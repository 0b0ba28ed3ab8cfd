// Scene configuration: one TOML document for every generator.

use serde::{Deserialize, Serialize};

use crate::error::Result;
use crate::ocean::OceanConfig;
use crate::placement::PlacementConfig;
use crate::terrain::TerrainConfig;
use crate::tree::TreeParameters;

// Everything needed to grow a scene. Missing sections take their defaults,
// so an empty document is a valid scene.
#[derive(Debug, Clone, PartialEq, Default, Serialize, Deserialize)]
#[serde(default)]
pub struct SceneConfig {
    pub seed: u64, // engine seed for ocean, placement and trees
    pub terrain: TerrainConfig,
    pub ocean: OceanConfig,
    pub tree: TreeParameters,
    pub placement: PlacementConfig,
}

impl SceneConfig {
    pub fn from_toml_str(s: &str) -> Result<Self> {
        let config: SceneConfig = toml::from_str(s)?;
        config.validate()?;
        Ok(config)
    }

    pub fn to_toml_string(&self) -> Result<String> {
        Ok(toml::to_string_pretty(self)?)
    }

    // First invalid parameter of any section
    pub fn validate(&self) -> Result<()> {
        self.terrain.validate()?;
        self.ocean.validate()?;
        self.tree.validate()?;
        self.placement.validate()?;
        Ok(())
    }
}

================

*Problem*. Set down, unchanged, the line that contains "#[serde(default)]" together with every later line in the records, through the last one.

*Answer to the problem*.
#[serde(default)]
pub struct SceneConfig {
    pub seed: u64, // engine seed for ocean, placement and trees
    pub terrain: TerrainConfig,
    pub ocean: OceanConfig,
    pub tree: TreeParameters,
    pub placement: PlacementConfig,
}

impl SceneConfig {
    pub fn from_toml_str(s: &str) -> Result<Self> {
        let config: SceneConfig = toml::from_str(s)?;
        config.validate()?;
        Ok(config)
    }

    pub fn to_toml_string(&self) -> Result<String> {
        Ok(toml::to_string_pretty(self)?)
    }

    // First invalid parameter of any section
    pub fn validate(&self) -> Result<()> {
        self.terrain.validate()?;
        self.ocean.validate()?;
        self.tree.validate()?;
        self.placement.validate()?;
        Ok(())
    }
}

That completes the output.